* _Source data_
================================
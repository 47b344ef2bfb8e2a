//! Core data models for Flotilla
//!
//! Defines the fundamental data structures used throughout Flotilla:
//! - `Node`: a deployment target (device) from `environment.yaml`
//! - `RegistryConfig`: image registry access configuration
//! - `Application`: one deployable unit from `applications/*/application.yaml`
//! - Supporting structs: `BuildConfig`, `RunConfig`, `PortSpec`

use serde::{Deserialize, Serialize};
use std::collections::BTreeMap;

/// A single device on which applications can be deployed
///
/// Nodes are loaded from the environment descriptor and immutable for the
/// process lifetime.
#[derive(Debug, Clone, PartialEq, Eq, Serialize, Deserialize)]
pub struct Node {
    /// Unique name within an environment
    pub name: String,
    /// Network host (name or address) of the device
    pub host: String,
    /// Labels referenced by `.label` selectors
    #[serde(default)]
    pub labels: Vec<String>,
}

impl Node {
    /// Whether this node carries the given label
    pub fn has_label(&self, label: &str) -> bool {
        self.labels.iter().any(|l| l == label)
    }
}

/// Access configuration for the image registry
#[derive(Debug, Clone, Default, PartialEq, Eq, Serialize, Deserialize)]
pub struct RegistryConfig {
    #[serde(default)]
    pub host: String,
    #[serde(default)]
    pub user: Option<String>,
    #[serde(default)]
    pub password: Option<String>,
}

impl RegistryConfig {
    /// Whether credential material is configured for pushes
    pub fn has_credentials(&self) -> bool {
        self.user.is_some()
    }
}

/// Build configuration of an application
#[derive(Debug, Clone, Default, PartialEq, Serialize, Deserialize)]
pub struct BuildConfig {
    /// Selector overriding where the image is built
    #[serde(default, rename = "buildsOn")]
    pub builds_on: Option<String>,

    /// Build arguments handed to the image build
    #[serde(default)]
    pub args: BTreeMap<String, String>,

    /// Skip pushing the built image to the registry
    #[serde(default, rename = "dontPush")]
    pub dont_push: bool,
}

/// Run-time configuration of an application's containers
#[derive(Debug, Clone, Default, PartialEq, Serialize, Deserialize)]
pub struct RunConfig {
    /// Port bindings, source port -> target port
    #[serde(default)]
    pub ports: BTreeMap<PortSpec, PortSpec>,

    /// Volume bindings, host path -> container path
    #[serde(default)]
    pub volumes: BTreeMap<String, String>,
}

/// A declared port, kept as written so validation (not deserialization)
/// decides whether it is a valid port number
///
/// YAML authors write ports as integers (`8080: 8080`) or strings
/// (`"8080": "8080"`); both forms parse.
#[derive(Debug, Clone, PartialEq, Eq, PartialOrd, Ord, Serialize)]
pub struct PortSpec(pub String);

#[derive(Deserialize)]
#[serde(untagged)]
enum PortSpecDe {
    Number(i64),
    Text(String),
}

impl<'de> Deserialize<'de> for PortSpec {
    fn deserialize<D>(deserializer: D) -> Result<Self, D::Error>
    where
        D: serde::Deserializer<'de>,
    {
        match PortSpecDe::deserialize(deserializer)? {
            PortSpecDe::Number(n) => Ok(Self(n.to_string())),
            PortSpecDe::Text(s) => Ok(Self(s)),
        }
    }
}

impl PortSpec {
    /// Parse as a port number; `None` if out of [0, 65535] or not numeric
    pub fn as_port_number(&self) -> Option<u16> {
        self.0.parse::<u16>().ok()
    }
}

impl std::fmt::Display for PortSpec {
    fn fmt(&self, f: &mut std::fmt::Formatter<'_>) -> std::fmt::Result {
        f.write_str(&self.0)
    }
}

/// A single deployable application in a flotilla project
///
/// `name` comes from the application's directory basename, not the
/// manifest, so it is unique per project by construction.
#[derive(Debug, Clone, PartialEq, Serialize, Deserialize)]
pub struct Application {
    /// Identity, derived from the application directory
    #[serde(skip)]
    pub name: String,

    /// Placement selectors; non-empty, ordered as declared
    #[serde(rename = "deploysTo")]
    pub deploys_to: Vec<String>,

    /// Preconfigured image, used when the application has no build step
    #[serde(default)]
    pub image: Option<String>,

    #[serde(default)]
    pub build: Option<BuildConfig>,

    #[serde(default)]
    pub run: Option<RunConfig>,
}

impl Application {
    /// Build arguments, empty if no build section is declared
    pub fn build_args(&self) -> BTreeMap<String, String> {
        self.build
            .as_ref()
            .map(|b| b.args.clone())
            .unwrap_or_default()
    }

    /// Whether the built image should be pushed to the registry
    pub fn push_enabled(&self) -> bool {
        !self.build.as_ref().is_some_and(|b| b.dont_push)
    }
}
================================
* _Requirement_
Starting with the line with "impl std::fmt::Display for" above and going on through the line with "section is declared", transcribe every line exactly, both ends included, and add nothing.

* _Exercise solution_
impl std::fmt::Display for PortSpec {
    fn fmt(&self, f: &mut std::fmt::Formatter<'_>) -> std::fmt::Result {
        f.write_str(&self.0)
    }
}

/// A single deployable application in a flotilla project
///
/// `name` comes from the application's directory basename, not the
/// manifest, so it is unique per project by construction.
#[derive(Debug, Clone, PartialEq, Serialize, Deserialize)]
pub struct Application {
    /// Identity, derived from the application directory
    #[serde(skip)]
    pub name: String,

    /// Placement selectors; non-empty, ordered as declared
    #[serde(rename = "deploysTo")]
    pub deploys_to: Vec<String>,

    /// Preconfigured image, used when the application has no build step
    #[serde(default)]
    pub image: Option<String>,

    #[serde(default)]
    pub build: Option<BuildConfig>,

    #[serde(default)]
    pub run: Option<RunConfig>,
}

impl Application {
    /// Build arguments, empty if no build section is declared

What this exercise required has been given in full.